Time to brag about your SO. How did you meet them and what do they do that you love?

I met her at college. I saw her across the room, approached her for no reason at all. I am a mediocre looking, shy dude with minimal luck with women. She is pretty, thin, blonde hair blue eyes, the whole deal. I basically did this because I was half drunk from the night before - we were getting Sunday brunch on campus - and I thought my buddy would get a laugh out of my rejection.

It didn't go amazing, semi awkward, but she wasn't rude. She'd tell me later she thought I was way older than I was (she's almost a year older than me). She basically thought nothing of it, I guess. I ended up getting her screen name through a mutual friend.

Anyway, dated all thru college, moved in after, engaged, married, and now our first house. It hasn't always been easy, neither of us are perfect.

But she does so many things, man. She infinitely kind, patient. She's her own person. She is unflappable. She has a good sense of what's right, especially by your family. She's made me realize how good a person can be. On the other hand, she's made me feel completely unworthy, as I am selfish and often childish.

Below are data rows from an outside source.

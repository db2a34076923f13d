use std::collections::{HashMap, HashSet};

use indexmap::IndexMap;

use crate::ops::ordered::{self, OrderError};

use super::channel::Channel;
use super::ids::{ChannelId, SectionId};
use super::section::Section;

/// Error type for hierarchy lookups and mutations
#[derive(Debug, Clone, PartialEq, Eq, thiserror::Error)]
pub enum HierarchyError {
    #[error("section not found: {0}")]
    SectionNotFound(SectionId),
    #[error("channel not found: {0}")]
    ChannelNotFound(ChannelId),
    /// A mutation would leave a channel with zero or two owners. This is a
    /// logic defect, not a user condition; the model is left unchanged.
    #[error("invariant violation: {0}")]
    InvariantViolation(String),
    #[error("{0}")]
    Order(#[from] OrderError),
}

/// The full ordered section → channel structure for one workspace.
///
/// Every channel is listed by exactly one section, and section `order`
/// values are the contiguous ranks `0..n`. Both hold after every call.
/// Mutation goes through three methods only, each of which builds the
/// complete next state, validates it, and swaps it in as a single step.
#[derive(Debug, Clone, Default, PartialEq)]
pub struct Hierarchy {
    sections: Vec<Section>,
    channels: IndexMap<ChannelId, Channel>,
}

impl Hierarchy {
    /// Build a hierarchy from loaded sections and channels.
    ///
    /// Sections are sorted by their stored `order` (ties keep input order)
    /// and renumbered to contiguous ranks.
    pub fn new(mut sections: Vec<Section>, channels: Vec<Channel>) -> Result<Self, HierarchyError> {
        sections.sort_by_key(|s| s.order);
        renumber(&mut sections);

        let mut map = IndexMap::with_capacity(channels.len());
        for channel in channels {
            if map.contains_key(&channel.id) {
                return Err(HierarchyError::InvariantViolation(format!(
                    "duplicate channel id: {}",
                    channel.id
                )));
            }
            map.insert(channel.id.clone(), channel);
        }

        validate_ownership(&sections, &map)?;
        Ok(Hierarchy {
            sections,
            channels: map,
        })
    }

    pub fn sections(&self) -> &[Section] {
        &self.sections
    }

    pub fn section(&self, id: &SectionId) -> Option<&Section> {
        self.sections.iter().find(|s| &s.id == id)
    }

    pub fn section_index(&self, id: &SectionId) -> Option<usize> {
        self.sections.iter().position(|s| &s.id == id)
    }

    pub fn section_ids(&self) -> Vec<SectionId> {
        self.sections.iter().map(|s| s.id.clone()).collect()
    }

    pub fn channel(&self, id: &ChannelId) -> Option<&Channel> {
        self.channels.get(id)
    }

    pub fn channel_count(&self) -> usize {
        self.channels.len()
    }

    /// Channels of a section in display order
    pub fn channels_in(&self, section: &SectionId) -> Vec<&Channel> {
        self.section(section)
            .map(|s| s.channels.iter().filter_map(|id| self.channels.get(id)).collect())
            .unwrap_or_default()
    }

    /// `(section index, channel index)` of the section that owns `channel`
    pub fn owner_of(&self, channel: &ChannelId) -> Option<(usize, usize)> {
        self.sections
            .iter()
            .enumerate()
            .find_map(|(si, s)| s.position_of(channel).map(|ci| (si, ci)))
    }

    /// Re-run the ownership and rank checks on the current state.
    pub fn validate(&self) -> Result<(), HierarchyError> {
        validate_ownership(&self.sections, &self.channels)?;
        for (i, s) in self.sections.iter().enumerate() {
            if s.order != i {
                return Err(HierarchyError::InvariantViolation(format!(
                    "section {} has order {} at rank {}",
                    s.id, s.order, i
                )));
            }
        }
        Ok(())
    }

    // -----------------------------------------------------------------------
    // Mutators (single writer: the reorder coordinator)
    // -----------------------------------------------------------------------

    /// Move the section at `from` to rank `to`.
    pub(crate) fn reorder_sections(&mut self, from: usize, to: usize) -> Result<(), HierarchyError> {
        let mut next = ordered::move_item(&self.sections, from, to)?;
        renumber(&mut next);
        self.commit(next)
    }

    /// Move a channel from index `from` to index `to` inside one section.
    pub(crate) fn reorder_channels_within_section(
        &mut self,
        section: &SectionId,
        from: usize,
        to: usize,
    ) -> Result<(), HierarchyError> {
        let idx = self
            .section_index(section)
            .ok_or_else(|| HierarchyError::SectionNotFound(section.clone()))?;
        let mut next = self.sections.clone();
        next[idx].channels = ordered::move_item(&self.sections[idx].channels, from, to)?;
        self.commit(next)
    }

    /// Take the channel at `from_index` out of `from` and put it into `to`,
    /// before position `to_index`, or at the tail when `to_index` is `None`.
    ///
    /// Both lists are replaced together, so no reader can observe the
    /// channel in zero or two sections. Returns the moved channel's id.
    pub(crate) fn move_channel_across_sections(
        &mut self,
        from: &SectionId,
        from_index: usize,
        to: &SectionId,
        to_index: Option<usize>,
    ) -> Result<ChannelId, HierarchyError> {
        if from == to {
            return Err(HierarchyError::InvariantViolation(format!(
                "transfer source and destination are both {}",
                from
            )));
        }
        let src = self
            .section_index(from)
            .ok_or_else(|| HierarchyError::SectionNotFound(from.clone()))?;
        let dst = self
            .section_index(to)
            .ok_or_else(|| HierarchyError::SectionNotFound(to.clone()))?;

        let (remaining, moved) = ordered::remove_at(&self.sections[src].channels, from_index)?;
        let dest_channels = match to_index {
            Some(i) => ordered::insert_at(&self.sections[dst].channels, i, moved.clone())?,
            None => ordered::append(&self.sections[dst].channels, moved.clone()),
        };

        let mut next = self.sections.clone();
        next[src].channels = remaining;
        next[dst].channels = dest_channels;
        self.commit(next)?;
        Ok(moved)
    }

    fn commit(&mut self, next: Vec<Section>) -> Result<(), HierarchyError> {
        validate_ownership(&next, &self.channels)?;
        self.sections = next;
        Ok(())
    }
}

fn renumber(sections: &mut [Section]) {
    for (i, s) in sections.iter_mut().enumerate() {
        s.order = i;
    }
}

fn validate_ownership(
    sections: &[Section],
    channels: &IndexMap<ChannelId, Channel>,
) -> Result<(), HierarchyError> {
    let mut seen_sections = HashSet::new();
    let mut owners: HashMap<&ChannelId, &SectionId> = HashMap::new();

    for section in sections {
        if !seen_sections.insert(&section.id) {
            return Err(HierarchyError::InvariantViolation(format!(
                "duplicate section id: {}",
                section.id
            )));
        }
        for channel in &section.channels {
            if !channels.contains_key(channel) {
                return Err(HierarchyError::InvariantViolation(format!(
                    "section {} lists unknown channel {}",
                    section.id, channel
                )));
            }
            if let Some(other) = owners.insert(channel, &section.id) {
                return Err(HierarchyError::InvariantViolation(format!(
                    "channel {} is listed in both {} and {}",
                    channel, other, section.id
                )));
            }
        }
    }

    if let Some(orphan) = channels.keys().find(|id| !owners.contains_key(id)) {
        return Err(HierarchyError::InvariantViolation(format!(
            "channel {} has no section",
            orphan
        )));
    }
    Ok(())
}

I've grown up a lot. Actually, I wanted to write something because I miss her desperately. She is upstairs sleeping, and I'm on the couch, again. I'm here because she is sick, and I want her to rest. I...ah fuck it. She's suffering morning sickness. All the time morning sickness. We've only told two people. We have the three month test next week, though.

It's overwhelming, not knowing how to help. She can't hold anything down. She hates the way I smell, which is common I guess. That one kills me. I can barely get a hug without turning her stomach. And I do everything. No help. No company. I'm fine with the first one, actually. I hate keeping it secret, but I understand why we should.

So yeah. I'm so, so fucking excited. I just want her to get better. She's going to be such a great mom. I have no idea what I'm gonna do, but she'll, like she always does, at least point me in the right direction and let me learn for myself.

Sorry for the wall. I've been so lonely. I've never been so overwhelmed, with excitement, and concern, and....empathy, I guess? I am constantly choked up, and I'm usually pretty stoic. Anyone that's been through it, I'd love to know how it went, any advice. Or just shoot the shit. Whatever.